Anonymous wrote:OP, why in holy hell are you still "mapping my run"? Seriously, you've had about 50 people tell you this guy sounds unstable and you continue to provide a step by step mechanism to track your whereabouts? Cut off the social medi nonsense, tell your husband, and if I were you, I'd also reach out to your local police and get their advice. At least that ensures there is some official record of his harassment.
Anonymous wrote:Tell your husband. I don't understand why you haven't told him yet. It's been 5 months, and this guy is still trying to contact you. Tell your husband and work out together what you will do.
Anonymous wrote:Anonymous wrote:Anonymous wrote:OP here.
Wow...thank you so much to everyone. There is a lot to read.
1. I am actually a little stunned that everyone feels it is so much of a threat. I was wondering if I was taking this too seriously. He DOES live pretty far away (about 1000 miles) so I've felt fairly confident I would not have to come in contact with him in person, except at the race last month. The fact that all of you are taking this more seriously makes me wonder if Im in denial and should take it more seriously.

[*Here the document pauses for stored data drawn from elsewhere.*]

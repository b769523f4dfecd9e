/// 标签状态存储
///
/// 每个标签一条记录：各接收器的最新平滑状态 + 最近一次定位结果。
/// 标签集合在配置时确定，外层映射构建后只读；每条记录独立加锁，
/// 一个标签的写入不会阻塞或影响其他标签。

use chrono::{DateTime, Utc};
use serde::Serialize;
use std::collections::HashMap;
use std::sync::{PoisonError, RwLock};

use crate::algorithms::{Position, PositionFix, SmoothState};

/// 单个标签的记录
#[derive(Clone, Debug, PartialEq, Serialize)]
pub struct TagRecord {
    pub tag_id: String,
    /// 接收器 ID -> 最新平滑状态
    pub per_receiver: HashMap<String, SmoothState>,
    /// 位置和时间戳一起替换
    pub last_position: Option<PositionFix>,
}

impl TagRecord {
    fn new(tag_id: String) -> Self {
        TagRecord {
            tag_id,
            per_receiver: HashMap::new(),
            last_position: None,
        }
    }

    /// 最近一次定位的位置
    pub fn last_position(&self) -> Option<Position> {
        self.last_position.as_ref().map(|fix| fix.position)
    }

    /// 最近一次定位的时间
    pub fn last_position_at(&self) -> Option<DateTime<Utc>> {
        self.last_position.as_ref().map(|fix| fix.computed_at)
    }
}

/// 标签状态存储
#[derive(Debug)]
pub struct TagStateStore {
    records: HashMap<String, RwLock<TagRecord>>,
}

impl TagStateStore {
    /// 从静态标签注册表创建
    pub fn new(tag_ids: impl IntoIterator<Item = String>) -> Self {
        let records = tag_ids
            .into_iter()
            .map(|id| (id.clone(), RwLock::new(TagRecord::new(id))))
            .collect();
        TagStateStore { records }
    }

    /// 是否为已注册标签
    pub fn contains(&self, tag_id: &str) -> bool {
        self.records.contains_key(tag_id)
    }

    /// 已注册的标签 ID（无序）
    pub fn tag_ids(&self) -> impl Iterator<Item = &str> {
        self.records.keys().map(String::as_str)
    }

    pub fn len(&self) -> usize {
        self.records.len()
    }

    pub fn is_empty(&self) -> bool {
        self.records.is_empty()
    }

    /// 写入某个流的最新平滑状态，未注册标签返回 false
    pub fn update_smoothed(&self, tag_id: &str, receiver_id: &str, state: SmoothState) -> bool {
        let Some(record) = self.records.get(tag_id) else {
            return false;
        };
        let mut record = record.write().unwrap_or_else(PoisonError::into_inner);
        record.per_receiver.insert(receiver_id.to_string(), state);
        true
    }

    /// 某标签各接收器的最新平滑状态
    pub fn latest_smoothed(&self, tag_id: &str) -> Option<HashMap<String, SmoothState>> {
        let record = self.records.get(tag_id)?;
        let record = record.read().unwrap_or_else(PoisonError::into_inner);
        Some(record.per_receiver.clone())
    }

    /// 发布定位结果，未注册标签返回 false
    pub fn record_position(&self, tag_id: &str, position: Position, at: DateTime<Utc>) -> bool {
        self.record_fix(tag_id, PositionFix::new(position, at))
    }

    /// 发布带诊断信息的定位结果（整体替换）
    pub fn record_fix(&self, tag_id: &str, fix: PositionFix) -> bool {
        let Some(record) = self.records.get(tag_id) else {
            return false;
        };
        let mut record = record.write().unwrap_or_else(PoisonError::into_inner);
        record.last_position = Some(fix);
        true
    }

    /// 某标签最近一次定位结果
    pub fn position(&self, tag_id: &str) -> Option<PositionFix> {
        let record = self.records.get(tag_id)?;
        let record = record.read().unwrap_or_else(PoisonError::into_inner);
        record.last_position.clone()
    }

    /// 全部标签记录的只读快照
    ///
    /// 每条记录在各自的读锁下整体复制，不会出现撕裂的记录。
    pub fn snapshot(&self) -> HashMap<String, TagRecord> {
        self.records
            .iter()
            .map(|(id, record)| {
                let record = record.read().unwrap_or_else(PoisonError::into_inner);
                (id.clone(), record.clone())
            })
            .collect()
    }

    /// 对外的位置输出：只包含已有定位的标签
    pub fn position_feed(&self) -> HashMap<String, PositionFix> {
        self.records
            .iter()
            .filter_map(|(id, record)| {
                let record = record.read().unwrap_or_else(PoisonError::into_inner);
                record.last_position.clone().map(|fix| (id.clone(), fix))
            })
            .collect()
    }
}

2. Some posters have said this sounds familiar, but I did not post about a stalker before.
3. Someone mentioned that I should pretend I have a horrible disease...that would not work with this guy. Several times in his attempts to contact me he has said something along the lines of "Please let me know that you are ok." I think if I gave any impression that I was not "ok" he'd be concerned and the attempts to contact would increase even more.
These were hard responses to read; I didn't think this was as grave a concern as you all think it is, which scares me. Thank you for taking the time to show me that this IS a bigger problem than I realized.
I thought you said 100 miles. Not that it changes my response in any way.
No, 1000 miles. I did a mapquest search and my zipcode to his zipcode is 980 miles.
People have asked about the extent of the flirting. Mostly things like he would tell me I'm hot and that he wished we could be together, etc. I would encourage the discussion more by saying things like "Really? What would happen if we were together?" and encourage him to continue on...not to the point of "sexting" or anything even close to that--he seemed to almost write in romance novel style with "passionate kisses" and "look deep into your eyes so I can see your soul" and the like. That's not really my "thing" and I find it creepy. I'm honestly not sure why I encouraged it for a few weeks.
A more honest, less "flirty" response would have been to shut it down immediately with "Thanks, but I'm married" and change the subject.